- _Records to use_:
-*-*-
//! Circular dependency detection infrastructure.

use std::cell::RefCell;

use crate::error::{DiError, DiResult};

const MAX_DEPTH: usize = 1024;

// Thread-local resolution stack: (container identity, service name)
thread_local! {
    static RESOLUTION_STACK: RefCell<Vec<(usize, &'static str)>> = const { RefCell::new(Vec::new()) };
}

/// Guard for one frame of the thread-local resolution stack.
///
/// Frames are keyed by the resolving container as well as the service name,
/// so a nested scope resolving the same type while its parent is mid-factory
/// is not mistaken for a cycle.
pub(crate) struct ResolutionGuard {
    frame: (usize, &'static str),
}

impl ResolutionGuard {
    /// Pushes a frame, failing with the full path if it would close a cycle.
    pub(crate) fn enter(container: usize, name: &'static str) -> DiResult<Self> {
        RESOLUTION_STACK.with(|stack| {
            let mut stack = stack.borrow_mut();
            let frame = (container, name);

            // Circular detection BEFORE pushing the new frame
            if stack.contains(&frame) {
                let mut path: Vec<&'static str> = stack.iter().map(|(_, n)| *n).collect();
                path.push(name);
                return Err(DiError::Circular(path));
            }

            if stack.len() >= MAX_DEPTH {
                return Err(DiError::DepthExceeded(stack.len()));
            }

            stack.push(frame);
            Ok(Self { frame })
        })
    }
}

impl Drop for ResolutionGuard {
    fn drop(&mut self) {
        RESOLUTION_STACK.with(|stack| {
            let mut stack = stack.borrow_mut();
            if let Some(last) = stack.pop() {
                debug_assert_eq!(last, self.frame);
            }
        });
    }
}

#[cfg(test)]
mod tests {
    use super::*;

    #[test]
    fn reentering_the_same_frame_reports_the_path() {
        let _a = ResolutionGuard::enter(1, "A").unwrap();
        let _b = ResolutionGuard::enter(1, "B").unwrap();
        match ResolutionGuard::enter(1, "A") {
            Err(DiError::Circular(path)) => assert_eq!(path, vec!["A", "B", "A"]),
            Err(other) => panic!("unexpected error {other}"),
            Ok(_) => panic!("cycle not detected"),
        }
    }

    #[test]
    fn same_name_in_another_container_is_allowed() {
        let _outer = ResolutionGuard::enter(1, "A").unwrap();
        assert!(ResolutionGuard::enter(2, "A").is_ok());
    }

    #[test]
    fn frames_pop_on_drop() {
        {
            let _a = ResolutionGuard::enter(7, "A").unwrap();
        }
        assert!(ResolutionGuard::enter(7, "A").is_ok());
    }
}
-*-*-
- _What to work on_: Return the listing above word for word.

- _Reply_:
//! Circular dependency detection infrastructure.

use std::cell::RefCell;

use crate::error::{DiError, DiResult};

const MAX_DEPTH: usize = 1024;

// Thread-local resolution stack: (container identity, service name)
thread_local! {
    static RESOLUTION_STACK: RefCell<Vec<(usize, &'static str)>> = const { RefCell::new(Vec::new()) };
}

/// Guard for one frame of the thread-local resolution stack.
///
/// Frames are keyed by the resolving container as well as the service name,
/// so a nested scope resolving the same type while its parent is mid-factory
/// is not mistaken for a cycle.
pub(crate) struct ResolutionGuard {
    frame: (usize, &'static str),
}

impl ResolutionGuard {
    /// Pushes a frame, failing with the full path if it would close a cycle.
    pub(crate) fn enter(container: usize, name: &'static str) -> DiResult<Self> {
        RESOLUTION_STACK.with(|stack| {
            let mut stack = stack.borrow_mut();
            let frame = (container, name);

            // Circular detection BEFORE pushing the new frame
            if stack.contains(&frame) {
                let mut path: Vec<&'static str> = stack.iter().map(|(_, n)| *n).collect();
                path.push(name);
                return Err(DiError::Circular(path));
            }

            if stack.len() >= MAX_DEPTH {
                return Err(DiError::DepthExceeded(stack.len()));
            }

            stack.push(frame);
            Ok(Self { frame })
        })
    }
}

impl Drop for ResolutionGuard {
    fn drop(&mut self) {
        RESOLUTION_STACK.with(|stack| {
            let mut stack = stack.borrow_mut();
            if let Some(last) = stack.pop() {
                debug_assert_eq!(last, self.frame);
            }
        });
    }
}

#[cfg(test)]
mod tests {
    use super::*;

    #[test]
    fn reentering_the_same_frame_reports_the_path() {
        let _a = ResolutionGuard::enter(1, "A").unwrap();
        let _b = ResolutionGuard::enter(1, "B").unwrap();
        match ResolutionGuard::enter(1, "A") {
            Err(DiError::Circular(path)) => assert_eq!(path, vec!["A", "B", "A"]),
            Err(other) => panic!("unexpected error {other}"),
            Ok(_) => panic!("cycle not detected"),
        }
    }

    #[test]
    fn same_name_in_another_container_is_allowed() {
        let _outer = ResolutionGuard::enter(1, "A").unwrap();
        assert!(ResolutionGuard::enter(2, "A").is_ok());
    }

    #[test]
    fn frames_pop_on_drop() {
        {
            let _a = ResolutionGuard::enter(7, "A").unwrap();
        }
        assert!(ResolutionGuard::enter(7, "A").is_ok());
    }
}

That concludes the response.